Party data is often referred to as ‘customer data’ and makes up the whole of an organization’s information on an individual. In some scenarios, companies and organizations can also be treated as individuals. Party data can be used to author organizational customer master data within a workflow, batch or transaction-oriented process that aligns with common MDM implementation techniques (or a hybrid approach). B2C and B2B customer data are usually organized differently, with B2C in a consolidation-style environment and B2B in one where master data can be managed via a workflow.

In B2C scenarios, entry points of master data are not controllable by the technology whereas in B2B they are.

Product Data (B2C, B2B)

Product data can be divided into two types, with ‘buy-side’ master data focused on the internal organization and its supply chain. MDM software for this use case will enable users to collect data from suppliers. ‘Sell-side’ MDM use cases are focused on the processes of relaying product information to consumers. Sell-side MDM tools commonly interface with product life cycle management or enterprise resource management tools. Product data (whether B2C or B2B) is commonly managed within a workflow.

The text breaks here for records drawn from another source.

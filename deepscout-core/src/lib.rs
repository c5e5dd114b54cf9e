//! # deepscout core
//!
//! Core library for the deepscout research laboratory: the query-tree data
//! model and aggregation, knowledge-graph extraction, the run-scoped shared
//! state store, the file-based progress channel, artifact export, and the
//! workflow controller that sequences a research run around an external
//! research collaborator.

pub mod config;
pub mod error;
pub mod export;
pub mod graph;
pub mod persistence;
pub mod progress;
pub mod research;
pub mod state;
pub mod tree;
pub mod workflow;

// Re-export commonly used types at the crate root.
pub use config::{ResearchMode, ScoutConfig, config_exists, load_config};
pub use error::{ConfigError, EngineError, Result, ScoutError};
pub use export::{ArtifactKind, OutputPaths, ResearchSummary};
pub use graph::{GraphLink, GraphModel, GraphNode, NodeKind};
pub use progress::{MonitorHandle, ProgressMonitor, ProgressObserver};
pub use research::{FollowUpAnswer, ResearchCollaborator, ResearchOutcome, combine_query};
pub use state::{RunStats, SharedState, StateStore};
pub use tree::{NodeCount, QueryNode, QueryStatus, SourceEntry};
pub use workflow::{
    RunOutcome, RunPhase, RunRequest, WorkflowCallback, WorkflowController, WorkflowNotice,
};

MDM of sell-side product data should support customer requirements and be communicated to related consumer channels.

Multidomain MDM

Multidomain MDM simply refers to the management of multiple domains. Multidomain MDM remains the current trend in the industry, as organizations in need of master data solutions are increasingly looking to vendors who can assist in more than one individual domain. Opting for a multidomain MDM solution enables the buyer to avoid a best-of-breed approach when building a data management or governance initiative, and use only a single tool. The big benefit to using a multidomain MDM product is that every user works within the same framework. This reduces the need for training and makes the process less complex in general.

Multidomain MDM platforms typically enable users to maintain a single list of languages as reference data so the data set can be used across domains.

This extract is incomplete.